Pero, evidentemente, esas invenciones y mitos alrededor de la menstruación no han surgido de la nada y hay un origen y un cuándo se originaron. En este caso debemos viajar hacia atrás un par de milenios para encontrarnos los primeros escritos en los que se advertía (sin fundamento alguno) de los peligros que rodeaban a las mujeres que estaban menstruando.

Por ejemplo, en el siglo I d.C., Plinio el Viejo dedicó un capítulo a la menstruación en su ‘Naturalis historia’ (concretamente en el Libro XXVIII) en el que indica lo siguiente:

[…] El contacto con el flujo mensual de la mujer amarga el vino nuevo, hace que las cosechas se marchiten, mata los injertos, seca semillas en los jardines, causa que las frutas se caigan de los árboles, opaca la superficie de los espejos, embota el filo del acero y el destello del marfil, mata abejas, enmohece el hierro y el bronce, y causa un terrible mal olor en el ambiente. Los perros que prueban la sangre se vuelven locos, y su mordedura se vuelve venenosa como las de la rabia. El Mar Muerto, espeso por la sal, no puede separarse excepto por un hilo empapado en el venenoso fluido de la sangre menstrual. Un hilo de un vestido infectado es suficiente. El lino, cuando lo toca la mujer mientras lo hierve y lava en agua, se vuelve negro. Tan mágico es el poder de las mujeres durante sus períodos menstruales, que se dice que lluvias de granizo y remolinos son ahuyentados si el fluido menstrual es expuesto al golpe de un rayo […]
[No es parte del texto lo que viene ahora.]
//! Qdrant-backed vector store.
//!
//! Each unit becomes one point. The point id is a UUIDv5 derived from
//! `(page_id, unit_id)` so re-indexing a unit overwrites its point in place;
//! the ids themselves travel in the payload for the way back.

use std::collections::HashMap;

use async_trait::async_trait;
use qdrant_client::qdrant::{
    value::Kind, vectors_config, CollectionInfo, Condition, CreateCollectionBuilder,
    DeletePointsBuilder, Distance, Filter, PointId, PointStruct, PointsIdsList,
    SearchPointsBuilder, UpsertPointsBuilder, Value, VectorParamsBuilder,
};
use qdrant_client::Qdrant;
use tracing::{debug, error, info, warn};
use uuid::Uuid;

use super::{check_dimensions, VectorHit, VectorStore};
use crate::error::StoreError;

const PAGE_ID_KEY: &str = "page_id";
const UNIT_ID_KEY: &str = "unit_id";

/// Configuration for connecting to Qdrant.
#[derive(Debug, Clone)]
pub struct QdrantConfig {
    /// Qdrant server URL
    pub url: String,

    /// API key (optional)
    pub api_key: Option<String>,

    /// Collection name
    pub collection_name: String,

    /// Vector dimensions
    pub dimensions: usize,
}

impl Default for QdrantConfig {
    fn default() -> Self {
        Self {
            url: "http://localhost:6334".to_string(),
            api_key: None,
            collection_name: crate::DEFAULT_COLLECTION.to_string(),
            dimensions: crate::DEFAULT_DIMENSIONS,
        }
    }
}

/// Vector store on a Qdrant collection.
pub struct QdrantStore {
    client: Qdrant,
    collection_name: String,
    dimensions: usize,
}

impl QdrantStore {
    /// Create a store from configuration. Does not touch the server yet.
    pub fn from_config(config: &QdrantConfig) -> Result<Self, StoreError> {
        let mut builder = Qdrant::from_url(&config.url).skip_compatibility_check();

        if let Some(ref api_key) = config.api_key {
            builder = builder.api_key(api_key.clone());
        }

        let client = builder.build().map_err(backend)?;
        info!("Connected to Qdrant at {}", config.url);

        Ok(Self {
            client,
            collection_name: config.collection_name.clone(),
            dimensions: config.dimensions,
        })
    }

    /// Get collection name.
    pub fn collection_name(&self) -> &str {
        &self.collection_name
    }
}

#[async_trait]
impl VectorStore for QdrantStore {
    async fn ensure(&self) -> Result<(), StoreError> {
        let exists = self
            .client
            .collection_exists(&self.collection_name)
            .await
            .map_err(backend)?;

        if exists {
            let info = self
                .client
                .collection_info(&self.collection_name)
                .await
                .map_err(backend)?;
            let size = info.result.as_ref().and_then(collection_vector_size);
            if size.is_none() {
                warn!(
                    "Collection {} has no single unnamed vector config",
                    self.collection_name
                );
            }
            if let Err(e) = check_collection_size(self.dimensions, size) {
                error!("Collection {}: {}", self.collection_name, e);
                return Err(e);
            }
            debug!("Collection {} already exists", self.collection_name);
            return Ok(());
        }

        info!(
            "Creating collection: {} with {} dimensions",
            self.collection_name, self.dimensions
        );
        self.client
            .create_collection(
                CreateCollectionBuilder::new(&self.collection_name).vectors_config(
                    VectorParamsBuilder::new(self.dimensions as u64, Distance::Cosine),
                ),
            )
            .await
            .map_err(backend)?;

        Ok(())
    }

    async fn upsert(
        &self,
        page_id: &str,
        unit_id: &str,
        vector: Vec<f32>,
    ) -> Result<(), StoreError> {
        check_dimensions(self.dimensions, &vector)?;

        let point = PointStruct::new(point_id(page_id, unit_id), vector, payload(page_id, unit_id));
        self.client
            .upsert_points(UpsertPointsBuilder::new(&self.collection_name, vec![point]).wait(true))
            .await
            .map_err(backend)?;

        Ok(())
    }

    async fn delete(&self, page_id: &str, unit_id: &str) -> Result<(), StoreError> {
        let ids = vec![PointId::from(point_id(page_id, unit_id))];
        self.client
            .delete_points(
                DeletePointsBuilder::new(&self.collection_name)
                    .points(PointsIdsList { ids })
                    .wait(true),
            )
            .await
            .map_err(backend)?;

        Ok(())
    }

    async fn delete_page(&self, page_id: &str) -> Result<(), StoreError> {
        debug!("Deleting all points of page {}", page_id);
        self.client
            .delete_points(
                DeletePointsBuilder::new(&self.collection_name)
                    .points(Filter::must([Condition::matches(
                        PAGE_ID_KEY,
                        page_id.to_string(),
                    )]))
                    .wait(true),
            )
            .await
            .map_err(backend)?;

        Ok(())
    }

    async fn nearest(&self, query: &[f32], k: usize) -> Result<Vec<VectorHit>, StoreError> {
        check_dimensions(self.dimensions, query)?;
        if k == 0 {
            return Ok(Vec::new());
        }

        let results = self
            .client
            .search_points(
                SearchPointsBuilder::new(&self.collection_name, query.to_vec(), k as u64)
                    .with_payload(true),
            )
            .await
            .map_err(backend)?;

        let hits: Vec<VectorHit> = results
            .result
            .into_iter()
            .filter_map(|p| {
                let page_id = extract_string(p.payload.get(PAGE_ID_KEY))?;
                let unit_id = extract_string(p.payload.get(UNIT_ID_KEY))?;
                Some(VectorHit {
                    page_id,
                    unit_id,
                    score: p.score,
                })
            })
            .collect();

        debug!("Found {} nearest neighbors", hits.len());
        Ok(hits)
    }

    async fn count(&self) -> Result<usize, StoreError> {
        let info = self
            .client
            .collection_info(&self.collection_name)
            .await
            .map_err(backend)?;

        Ok(info
            .result
            .and_then(|r| r.points_count)
            .unwrap_or(0) as usize)
    }

    fn dimensions(&self) -> usize {
        self.dimensions
    }
}

/// Vector size of a collection with a single unnamed vector.
fn collection_vector_size(info: &CollectionInfo) -> Option<u64> {
    let config = info
        .config
        .as_ref()?
        .params
        .as_ref()?
        .vectors_config
        .as_ref()?
        .config
        .as_ref()?;
    match config {
        vectors_config::Config::Params(params) => Some(params.size),
        vectors_config::Config::ParamsMap(_) => None,
    }
}

/// An existing collection must hold vectors of the configured size.
fn check_collection_size(expected: usize, actual: Option<u64>) -> Result<(), StoreError> {
    match actual {
        Some(size) if size as usize != expected => Err(StoreError::DimensionMismatch {
            expected,
            actual: size as usize,
        }),
        _ => Ok(()),
    }
}

/// Deterministic point id for a unit.
pub fn point_id(page_id: &str, unit_id: &str) -> String {
    let key = format!("{}\u{0}{}", page_id, unit_id);
    Uuid::new_v5(&Uuid::NAMESPACE_OID, key.as_bytes()).to_string()
}

fn payload(page_id: &str, unit_id: &str) -> HashMap<String, Value> {
    let mut map = HashMap::new();
    map.insert(PAGE_ID_KEY.to_string(), Value::from(page_id.to_string()));
    map.insert(UNIT_ID_KEY.to_string(), Value::from(unit_id.to_string()));
    map
}

fn extract_string(value: Option<&Value>) -> Option<String> {
    match value.and_then(|v| v.kind.as_ref()) {
        Some(Kind::StringValue(s)) => Some(s.clone()),
        _ => None,
    }
}

fn backend(err: qdrant_client::QdrantError) -> StoreError {
    StoreError::Backend(err.to_string())
}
En el Antiguo Testamento también podemos encontrar en el Levítico 15:19-30 algunas ‘joyitas’ como las siguientes:

[…]La mujer que padece un derrame, tratándose de su sangre, permanecerá en su impureza por espacio de siete días. Quien la toque será impuro hasta la tarde. Todo aquello en que se acueste durante su impureza quedará impuro, lo mismo que todo aquello sobre lo que se siente. Quien toque su cama lavará sus vestidos y permanecerá impuro hasta la tarde. Quien toque un mueble cualquiera sobre el que ella se haya sentado, lavará sus vestidos, se bañará y quedará impuro hasta la tarde. Quien toque algo que esté puesto sobre el techo o sobre el mueble donde ella se sienta quedará impuro hasta la tarde. Una vez que sane de su derrame, contará siete días quedando después pura. Al octavo día tomará para sí dos tórtolas o dos pichones y los presentará al sacerdote a la entrada de la Tienda de las Citas. Éste los ofrecerá, uno como sacrificio por el pecado y el otro como holocausto y hará el rito de absolución por ella ante Yavé, por el derrame que la hacía impura […]

En la Edad Media encontramos que entre el siglo XIII y XIV apareció el tratado de medicina ‘De Secretis Mulierum’ (atribuido al filósofo y estudioso de la ciencia Albertus Magnus, nacido en Baviera) y en el que también soltaba algunas perlas acerca de las mujeres y la menstruación como:

[…] Las mujeres que menstrúan emiten humos nocivos que envenenarán los ojos de los niños que yacen en sus cunas de un solo vistazo. Los niños concebidos por mujeres que están menstruando tienden a tener epilepsia y lepra porque la materia menstrual es extremadamente venenosa [….]

En base a lo que indicó Plinio el Viejo, así como lo que ponía en el Levítico, el tratado De Secretis Mulierum (y otros escritos del estilo), durante decenas de siglos se tomó como referencia lo que decían y se estigmatizó a la mujer que menstruaba.

¿De dónde surge el mito que indica que durante la menstruación si se hace mayonesa ésta se cortará?Pero una vez iniciado el siglo XX y cuando viejos mitos deberían haber sido desterrados, gracias a los avances que se hizo en la medicina durante la segunda mitad de 1800, a Béla Schick, médico de cierta relevancia que dirigía el departamento de pediatría del hospital Monte Sinaí de Nueva York durante la década de 1920, se le ocurrió asociar el hecho de que cuando alguien llevaba un ramo de flores al hospital y era cogido por una de sus enfermadas, si ésta estaba menstruando las flores marchitaban antes.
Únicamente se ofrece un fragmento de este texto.